The more efficiently a firm can manage its supply chain, the more
effectively its business model will perform.
Along with its suppliers, firms partner with other firms to make their
business model work.
These partnerships are in the form of strategic alliances, joint ventures,
networks, consortia, trade associations.
Example:
A survey made by PriceWaterhouseCoopers found that more than half
of America` s fast-growing companies have formed multiple
partnerships to support their business models. These partnerships have
resulted in more innovative products, more profit opportunities and high
growth rates.
Partnerships help firms focus on their core competencies, gain
economies of scale, share risk and cost, gain access to foreign markets,
speed to market, flexibility and neutralize competitors.
There are risks involved in partnerships, particularly if a single
partnership is a key component of a firm` s business model.
Many partnerships failed because of poor planning or the difficulties to
make cultures compatible, financial and organizational risks, risks of
becoming dependent on a partner, loss of decision autonomy.
Customer interface
The type of customer interaction depends on how a firm chooses to
compete.
Example:
Amazon.com sells books only over the Internet, while Barnes & Noble
sells both through its traditional bookstores and online. In the computer
industry there are several customer interface models. Dell sells only
online and over the phone, while Hewlett-Packard and IBM sell primarily
through retail stores.
The elements of a firm` s customer interface are: target market,
fulfillment and support, pricing model.
Target market is the limited group of individuals or businesses that it
tries to address.
The target market a firm selects affects everything it does (the strategic
assets it acquires, the partnerships it makes, the promotional
campaigns).
Fulfillment and support describe the way a firm` s product or service
goes to the market or how it reaches its customers.
It also refers to the channels a firm uses and the level of customer
support it provides.
Firms differ along these dimensions.
Example:
Suppose that a new venture developed a new cell phone technology.
The firm has several options regarding how to take its technology to the
market, such as: to license the technology to existing cell phone companies (such as
Nokia, Ericsson) to manufacture the cell phone itself and establish its own sales
channels
to partner with a cell phone company (such as Motorola) and sell through partnerships with the cell phone service providers.

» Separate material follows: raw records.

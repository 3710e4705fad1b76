use chrono::{DateTime, Utc};
use serde::{Deserialize, Serialize};

/// A Bear note with its metadata resolved from the database row.
///
/// `tags` is always derived from `content` at load time, so the two never
/// disagree.
#[derive(Debug, Clone, Serialize, Deserialize)]
pub struct Note {
    /// Bear's stable note identifier (`ZUNIQUEIDENTIFIER`).
    pub id: String,
    pub title: String,
    pub content: String,
    pub creation_date: DateTime<Utc>,
    pub modification_date: DateTime<Utc>,
    pub tags: Vec<String>,
    pub is_pinned: bool,
    pub is_trashed: bool,
}

/// Filters for note search. `term` and `tag` are independent; either, both,
/// or neither may be set.
#[derive(Debug, Clone, Default, Serialize, Deserialize)]
pub struct SearchOptions {
    /// Substring matched against title and body.
    pub term: Option<String>,
    /// Hashtag name, with or without the leading `#`.
    pub tag: Option<String>,
    /// Maximum rows to return; `None` means unlimited.
    pub limit: Option<u32>,
}

/// Which timestamp column ordering and date filters apply to.
#[derive(Debug, Clone, Copy, PartialEq, Eq, Serialize, Deserialize)]
#[serde(rename_all = "lowercase")]
pub enum SortField {
    Created,
    Modified,
}

impl Default for SortField {
    fn default() -> Self {
        Self::Modified
    }
}
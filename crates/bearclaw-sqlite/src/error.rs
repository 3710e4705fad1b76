//! Error types for Bear database access

use std::path::PathBuf;

use thiserror::Error;

/// Bear database access error type
#[derive(Error, Debug)]
pub enum BearDbError {
    /// Database file missing at the configured path
    #[error("Bear database not found at {}", .0.display())]
    NotFound(PathBuf),

    /// Failed to open or validate the database file
    #[error("Connection error: {0}")]
    Connection(String),

    /// Query execution error
    #[error("Query error: {0}")]
    Query(#[from] rusqlite::Error),

    /// Caller-supplied input rejected before touching the database
    #[error("Validation error: {0}")]
    Validation(String),

    /// Blocking task failed to complete
    #[error("Task error: {0}")]
    Task(String),
}

/// Result type for Bear database operations
pub type BearDbResult<T> = Result<T, BearDbError>;

#[cfg(test)]
mod tests {
    use super::*;

    #[test]
    fn test_not_found_names_the_path() {
        let err = BearDbError::NotFound(PathBuf::from("/tmp/missing/database.sqlite"));
        assert_eq!(
            err.to_string(),
            "Bear database not found at /tmp/missing/database.sqlite"
        );
    }

    #[test]
    fn test_rusqlite_errors_become_query_errors() {
        let err: BearDbError = rusqlite::Error::QueryReturnedNoRows.into();
        assert!(matches!(err, BearDbError::Query(_)));
        assert!(err.to_string().starts_with("Query error:"));
    }
}
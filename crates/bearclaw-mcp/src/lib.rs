//! MCP server for Bear notes.
//!
//! Reads go straight to Bear's SQLite database (read-only); writes go
//! through Bear's `x-callback-url` scheme, so the Bear app must be running
//! for them to take effect. Tool responses are Markdown text meant to be
//! shown to, or summarized by, an AI assistant.

pub mod format;
pub mod service;
pub mod xcallback;

pub use service::BearclawService;
pub use xcallback::{OpenLauncher, UrlLauncher, UrlSchemeResult, XCallbackClient};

The choice a firm makes about fulfillment and service has a dramatic
impact on the type of company that evolves and the business model it
develops.
Example:
If the firm licenses its technology, it would build a business model that
emphasizes research and development. If it decides to manufacture its
own cell phones, it would need to establish core competencies in the
areas of manufacturing and design and to form partnerships with cell
phone retailers.
The level of customer support a firm is willing to offer also impacts its
business model.
Some firms differentiate their products or services and provide extra
value to their customers through high levels of service and support.
Customer service can include delivery and installation, financing
arrangements, customer training, guarantees, repairs, convenient hours
of operation, convenient parking, information through Web sites.
Pricing structure
Pricing models vary depending on a firm` s target market and its pricinf
philosophy.
Example:
a). Some rental car companies charge a daily flat rate, while other charge so much per mile.
b). Some consultants charge a flat fee for performing a service, while others charge on hourly rate.
It is difficult for a new venture to differentiate themselves on price, which
is a common strategy for larger firms with more economies of scale.